Supplementen t.b.v. deze presentatie:
Arjen Kok, Paul van Wel, Yuri van der Linden, Sylvia van Schaik, Evert Rodrigo, Daniëlle Rueck, Jan van Dam, Fransje Kuijvenhoven
Netherlands Museum Digital Collection: a platform for the digital access of museum collections.
During the Museum Congress museum professionals were surveyed on loan traffic (2010) and research (2011).
The inventory of specific quantitative data from museum annual reports as a source for museometry research.
Publication of the Index of Dutch visual artists, craftsmen and photographers, 1870-2009.
Outlining the interface between two fields of expertise of the RCE: monument conservation and museum support.
An online monitor with quantitative information on the activities of museums and their communities on Facebook and Twitter.
A user-friendly method for heritage managers to assess and manage risks themselves.more info >
The Collection risk management (CRM) program is aimed at minimizing the loss of value at the interface between preservation and use. The existing CRM methodology has been tested in different situations, developed and simplified in order to bring it within reach of smaller institutions with limited time and resources.
To this end, new instruments were developed and information necessary to quantify the various risks was generated and made available in the convenient form of a digital manual. The program concluded with an international meeting on risk management.
Risk management examines all the threats to which collections are exposed and combines preventive conservation, security and facility management. This forms the next step in the professionalization of collection preservation and management. In applying this strategy, the risks for a collection are identified, analysed and evaluated. These risks can then be compared on the basis of the expected value loss over a given period (risk assessment) and ranged to set priorities for measures to reduce this loss of value. This aids the collection manager in making informed and substantiated choices in the deployment of the often limited resources available to collection management.
Under the CRM program, the methodology was tested in case studies, courses and workshops, then further developed and simplified so that smaller institutions with limited time, resources and knowledge can also gain insight into their own situation. To this end knowledge must be generated to qualify or quantify the various risks and ultimately made available in a usable form. This process was carried out in a number of projects under the program. Knowledge development and deployment of the indemnity scheme also fell under this program. The field of security risks and calamities was covered in collaboration with the Safe Heritage programme.

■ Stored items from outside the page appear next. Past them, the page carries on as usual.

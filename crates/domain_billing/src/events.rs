//! Domain events for the billing ledger
//!
//! Services return the events a mutation produced as plain data; the
//! [`EventDispatcher`] delivers them to the configured sink after the
//! commit. Delivery is best-effort with a bounded timeout — a slow or
//! failing sink is logged and never unwinds a committed ledger mutation.

use chrono::{DateTime, Utc};
use serde::{Deserialize, Serialize};
use std::sync::Arc;
use std::time::Duration;

use core_kernel::{InvoiceId, Money, PaymentId, StudentId};

use crate::payment::PaymentMethod;
use crate::ports::EventSink;

/// Events emitted by the billing ledger
#[derive(Debug, Clone, Serialize, Deserialize)]
pub enum BillingEvent {
    /// A new invoice was issued
    InvoiceIssued {
        student_id: StudentId,
        invoice_id: InvoiceId,
        total_fees: Money,
        outstanding_balance: Money,
        timestamp: DateTime<Utc>,
    },

    /// An invoice's outstanding balance changed
    InvoiceUpdated {
        student_id: StudentId,
        invoice_id: InvoiceId,
        new_outstanding_balance: Money,
        timestamp: DateTime<Utc>,
    },

    /// A student's credit balance changed
    CreditUpdated {
        student_id: StudentId,
        new_credit_balance: Money,
        timestamp: DateTime<Utc>,
    },

    /// A payment transaction was received and applied
    PaymentReceived {
        student_id: StudentId,
        amount: Money,
        method: PaymentMethod,
        timestamp: DateTime<Utc>,
    },

    /// A payment's financial effect was undone
    PaymentReversed {
        student_id: StudentId,
        payment_id: PaymentId,
        amount: Money,
        timestamp: DateTime<Utc>,
    },

    /// An invoice and its payment records were removed
    InvoiceDeleted {
        student_id: StudentId,
        invoice_id: InvoiceId,
        timestamp: DateTime<Utc>,
    },
}

impl BillingEvent {
    /// Returns the student this event concerns
    pub fn student_id(&self) -> StudentId {
        match self {
            BillingEvent::InvoiceIssued { student_id, .. } => *student_id,
            BillingEvent::InvoiceUpdated { student_id, .. } => *student_id,
            BillingEvent::CreditUpdated { student_id, .. } => *student_id,
            BillingEvent::PaymentReceived { student_id, .. } => *student_id,
            BillingEvent::PaymentReversed { student_id, .. } => *student_id,
            BillingEvent::InvoiceDeleted { student_id, .. } => *student_id,
        }
    }

    /// Returns the timestamp of this event
    pub fn timestamp(&self) -> DateTime<Utc> {
        match self {
            BillingEvent::InvoiceIssued { timestamp, .. } => *timestamp,
            BillingEvent::InvoiceUpdated { timestamp, .. } => *timestamp,
            BillingEvent::CreditUpdated { timestamp, .. } => *timestamp,
            BillingEvent::PaymentReceived { timestamp, .. } => *timestamp,
            BillingEvent::PaymentReversed { timestamp, .. } => *timestamp,
            BillingEvent::InvoiceDeleted { timestamp, .. } => *timestamp,
        }
    }

    /// Returns the wire name of the event
    pub fn event_type(&self) -> &'static str {
        match self {
            BillingEvent::InvoiceIssued { .. } => "invoiceIssued",
            BillingEvent::InvoiceUpdated { .. } => "invoiceUpdated",
            BillingEvent::CreditUpdated { .. } => "creditUpdated",
            BillingEvent::PaymentReceived { .. } => "paymentReceived",
            BillingEvent::PaymentReversed { .. } => "paymentReversed",
            BillingEvent::InvoiceDeleted { .. } => "invoiceDeleted",
        }
    }
}

/// Best-effort event delivery
///
/// Wraps the sink with a per-event timeout. Failures and timeouts are
/// logged at warn level and swallowed; the ledger mutation these events
/// describe has already committed.
#[derive(Clone)]
pub struct EventDispatcher {
    sink: Arc<dyn EventSink>,
    timeout: Duration,
}

impl EventDispatcher {
    /// Creates a dispatcher with the given per-event timeout
    pub fn new(sink: Arc<dyn EventSink>, timeout: Duration) -> Self {
        Self { sink, timeout }
    }

    /// Delivers the events in order, best-effort
    pub async fn dispatch(&self, events: &[BillingEvent]) {
        for event in events {
            match tokio::time::timeout(self.timeout, self.sink.emit(event)).await {
                Ok(Ok(())) => {}
                Ok(Err(err)) => {
                    tracing::warn!(
                        event = event.event_type(),
                        student = %event.student_id(),
                        error = %err,
                        "event delivery failed"
                    );
                }
                Err(_) => {
                    tracing::warn!(
                        event = event.event_type(),
                        student = %event.student_id(),
                        timeout_ms = self.timeout.as_millis() as u64,
                        "event delivery timed out"
                    );
                }
            }
        }
    }
}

The before-mentioned knowledge and instruments are for the most part collated in the Digital Collection Risk Management Manual. This describes the methodology step-by-step, provides instruments for conducting a risk analysis and sets out the available information on the ten most important damage factors. In this way, the user is able to carry out a risk analysis with their team. The Manual helps in formulating the right questions for external experts.
Two projects under the program were intended to generate data to aid in assessing risk scenarios and to determine extent of risk. On the one hand quantitative information was collected for events that could lead to loss of value (damage factors of fire, theft and vandalism, mechanical forces and water), and on the other, degradation processes (damage factors of climate, light, mechanical forces vibration and air pollution/dust). In addition, a model was developed under the Cost Effectiveness project for determining the cost-effectiveness of conservation measures.
Research on Paper
Finally the Metamorfoze project (National Programme for the Conservation of Paper Heritage) sought solutions for the preservation and treatment of original paper documents. The research focused on inherent deterioration such as ink corrosion, the usefulness (or uselessness) of air purification in depots and the development of a portable instrument for the on-the-spot determination of light sensitivity of objects.
The CRM programme concluded in 2012 with the meeting Reducing Risks to Heritage in collaboration with ICCROM and CCI.